--- WORK TO COMPLETE ---
Within the data that follows, set down exactly the lines from the one containing "let received = distance" through the one containing "pub fn write_demo_start_block(&self, writer: &mut", both ends included.

-------------------------

use ghostnet_serde::{read_bits, write_bits, BitReader, BitWrite, Serde, SerdeErr};
use log::trace;

use crate::{
    connection::packet_type::PacketType,
    constants::{ACK_HISTORY_SIZE, PACKET_RECEIVE_WINDOW, PACKET_SEQUENCE_BIT_SIZE, PACKET_SEQUENCE_MASK},
    types::PacketSequence,
};

/// Unacknowledged Data packets allowed in flight
pub const PACKET_WINDOW_SIZE: u32 = 30;

/// Result of accepting a packet header
#[derive(Clone, Debug, PartialEq, Eq)]
pub struct ReceivedHeader {
    pub packet_type: PacketType,
    pub sequence: PacketSequence,
    /// One entry per newly resolved sent packet, oldest first: acknowledged
    /// or lost
    pub notifies: Vec<bool>,
    /// A Data packet not seen before; its body should be processed
    pub is_new_data: bool,
}

/// Sequence numbers and acknowledgements of a connection.
///
/// Every packet carries its 9-bit send sequence, the highest sequence
/// received from the peer, and a mask of which of the preceding packets
/// arrived. Each side infers from these, in send order, which of its Data
/// packets were delivered.
#[derive(Clone, Debug, PartialEq, Eq)]
pub struct ConnectionProtocol {
    last_seq_recvd_at_send: [PacketSequence; ACK_HISTORY_SIZE],
    last_seq_recvd: PacketSequence,
    highest_acked_seq: PacketSequence,
    last_send_seq: PacketSequence,
    ack_mask: u32,
    connect_sequence: u32,
    last_recv_ack_ack: PacketSequence,
    connection_established: bool,
}

impl ConnectionProtocol {
    pub fn new() -> Self {
        Self {
            last_seq_recvd_at_send: [0; ACK_HISTORY_SIZE],
            last_seq_recvd: 0,
            highest_acked_seq: 0,
            last_send_seq: 0,
            ack_mask: 0,
            connect_sequence: 0,
            last_recv_ack_ack: 0,
            connection_established: false,
        }
    }

    pub fn set_connect_sequence(&mut self, connect_sequence: u32) {
        self.connect_sequence = connect_sequence;
    }

    pub fn connect_sequence(&self) -> u32 {
        self.connect_sequence
    }

    pub fn last_send_seq(&self) -> PacketSequence {
        self.last_send_seq
    }

    pub fn last_seq_recvd(&self) -> PacketSequence {
        self.last_seq_recvd
    }

    pub fn highest_acked_seq(&self) -> PacketSequence {
        self.highest_acked_seq
    }

    /// Whether any packet from the peer has been accepted yet
    pub fn has_received(&self) -> bool {
        self.connection_established
    }

    pub fn window_full(&self) -> bool {
        self.last_send_seq.wrapping_sub(self.highest_acked_seq) >= PACKET_WINDOW_SIZE
    }

    /// Writes a header; Data packets consume a send sequence
    pub fn write_header(&mut self, writer: &mut dyn BitWrite, packet_type: PacketType) {
        let ack_byte_count = ((self.last_seq_recvd.wrapping_sub(self.last_recv_ack_ack) + 7) >> 3).min(4);

        if packet_type == PacketType::Data {
            self.last_send_seq = self.last_send_seq.wrapping_add(1);
            self.last_seq_recvd_at_send[self.last_send_seq as usize % ACK_HISTORY_SIZE] = self.last_seq_recvd;
        }

        // marks a connected (game) packet
        writer.write_bit(true);
        writer.write_bit(self.connect_sequence & 1 != 0);
        write_bits(writer, self.last_send_seq, PACKET_SEQUENCE_BIT_SIZE);
        write_bits(writer, self.last_seq_recvd, PACKET_SEQUENCE_BIT_SIZE);
        packet_type.ser(writer);
        write_bits(writer, ack_byte_count, 3);
        write_bits(writer, self.ack_mask, (ack_byte_count * 8) as u8);
    }

    /// Accepts or discards a header. `Ok(None)` means the packet is stale,
    /// duplicated or from another connection attempt and must be ignored.
    pub fn read_header(&mut self, reader: &mut BitReader) -> Result<Option<ReceivedHeader>, SerdeErr> {
        // game packet flag, checked by the interface
        reader.read_bit()?;
        let connect_parity = reader.read_bit()?;
        let mut sequence = read_bits(reader, PACKET_SEQUENCE_BIT_SIZE)?;
        let mut highest_ack = read_bits(reader, PACKET_SEQUENCE_BIT_SIZE)?;
        let packet_type = PacketType::de(reader)?;
        let ack_byte_count = read_bits(reader, 3)?;

        if connect_parity != (self.connect_sequence & 1 != 0) {
            trace!("ConnectionProtocol: dropping packet from another connect sequence");
            return Ok(None);
        }
        if ack_byte_count > 4 {
            return Err(SerdeErr);
        }
        let ack_mask = read_bits(reader, (ack_byte_count * 8) as u8)?;

        sequence = expand_sequence(sequence, self.last_seq_recvd);
        if sequence.wrapping_sub(self.last_seq_recvd) > PACKET_RECEIVE_WINDOW {
            trace!("ConnectionProtocol: dropping out of window packet {}", sequence);
            return Ok(None);
        }

        highest_ack = expand_sequence(highest_ack, self.highest_acked_seq);
        if highest_ack.wrapping_sub(self.last_send_seq) as i32 > 0 {
            trace!("ConnectionProtocol: dropping packet acking unsent sequence {}", highest_ack);
            return Ok(None);
        }

        let delta = sequence.wrapping_sub(self.last_seq_recvd);
        self.ack_mask = if delta >= 32 { 0 } else { self.ack_mask << delta };
        if packet_type == PacketType::Data {
            self.ack_mask |= 1;
        }

        let mut notifies = Vec::new();
        let mut acked = self.highest_acked_seq.wrapping_add(1);
        while highest_ack.wrapping_sub(acked) as i32 >= 0 {
            let distance = highest_ack.wrapping_sub(acked);
            let received = distance < 32 && ack_mask & (1 << distance) != 0;
            if received {
                self.last_recv_ack_ack = self.last_seq_recvd_at_send[acked as usize % ACK_HISTORY_SIZE];
            }
            notifies.push(received);
            acked = acked.wrapping_add(1);
        }

        if sequence.wrapping_sub(self.last_recv_ack_ack) > 32 {
            self.last_recv_ack_ack = sequence.wrapping_sub(32);
        }
        self.highest_acked_seq = highest_ack;
        self.connection_established = true;

        let is_new_data = self.last_seq_recvd != sequence && packet_type == PacketType::Data;
        self.last_seq_recvd = sequence;

        Ok(Some(ReceivedHeader {
            packet_type,
            sequence,
            notifies,
            is_new_data,
        }))
    }

    // Demo

    pub fn write_demo_start_block(&self, writer: &mut dyn BitWrite) {
        for sequence in &self.last_seq_recvd_at_send {
            sequence.ser(writer);
        }
        self.last_seq_recvd.ser(writer);
        self.highest_acked_seq.ser(writer);
        self.last_send_seq.ser(writer);
        self.ack_mask.ser(writer);
        self.connect_sequence.ser(writer);
        self.last_recv_ack_ack.ser(writer);
        self.connection_established.ser(writer);
    }

    pub fn read_demo_start_block(&mut self, reader: &mut BitReader) -> Result<(), SerdeErr> {
        for sequence in self.last_seq_recvd_at_send.iter_mut() {
            *sequence = PacketSequence::de(reader)?;
        }
        self.last_seq_recvd = PacketSequence::de(reader)?;
        self.highest_acked_seq = PacketSequence::de(reader)?;
        self.last_send_seq = PacketSequence::de(reader)?;
        self.ack_mask = u32::de(reader)?;
        self.connect_sequence = u32::de(reader)?;
        self.last_recv_ack_ack = PacketSequence::de(reader)?;
        self.connection_established = bool::de(reader)?;
        Ok(())
    }
}

impl Default for ConnectionProtocol {
    fn default() -> Self {
        Self::new()
    }
}

/// Rebuilds a full sequence from its low 9 bits, choosing the value at or
/// just after `reference`
pub fn expand_sequence(low_bits: u32, reference: PacketSequence) -> PacketSequence {
    let mut sequence = low_bits | (reference & !PACKET_SEQUENCE_MASK);
    if sequence < reference {
        sequence = sequence.wrapping_add(PACKET_SEQUENCE_MASK + 1);
    }
    sequence
}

-------------------------

--- SOLVED EXERCISE ---
            let received = distance < 32 && ack_mask & (1 << distance) != 0;
            if received {
                self.last_recv_ack_ack = self.last_seq_recvd_at_send[acked as usize % ACK_HISTORY_SIZE];
            }
            notifies.push(received);
            acked = acked.wrapping_add(1);
        }

        if sequence.wrapping_sub(self.last_recv_ack_ack) > 32 {
            self.last_recv_ack_ack = sequence.wrapping_sub(32);
        }
        self.highest_acked_seq = highest_ack;
        self.connection_established = true;

        let is_new_data = self.last_seq_recvd != sequence && packet_type == PacketType::Data;
        self.last_seq_recvd = sequence;

        Ok(Some(ReceivedHeader {
            packet_type,
            sequence,
            notifies,
            is_new_data,
        }))
    }

    // Demo

    pub fn write_demo_start_block(&self, writer: &mut dyn BitWrite) {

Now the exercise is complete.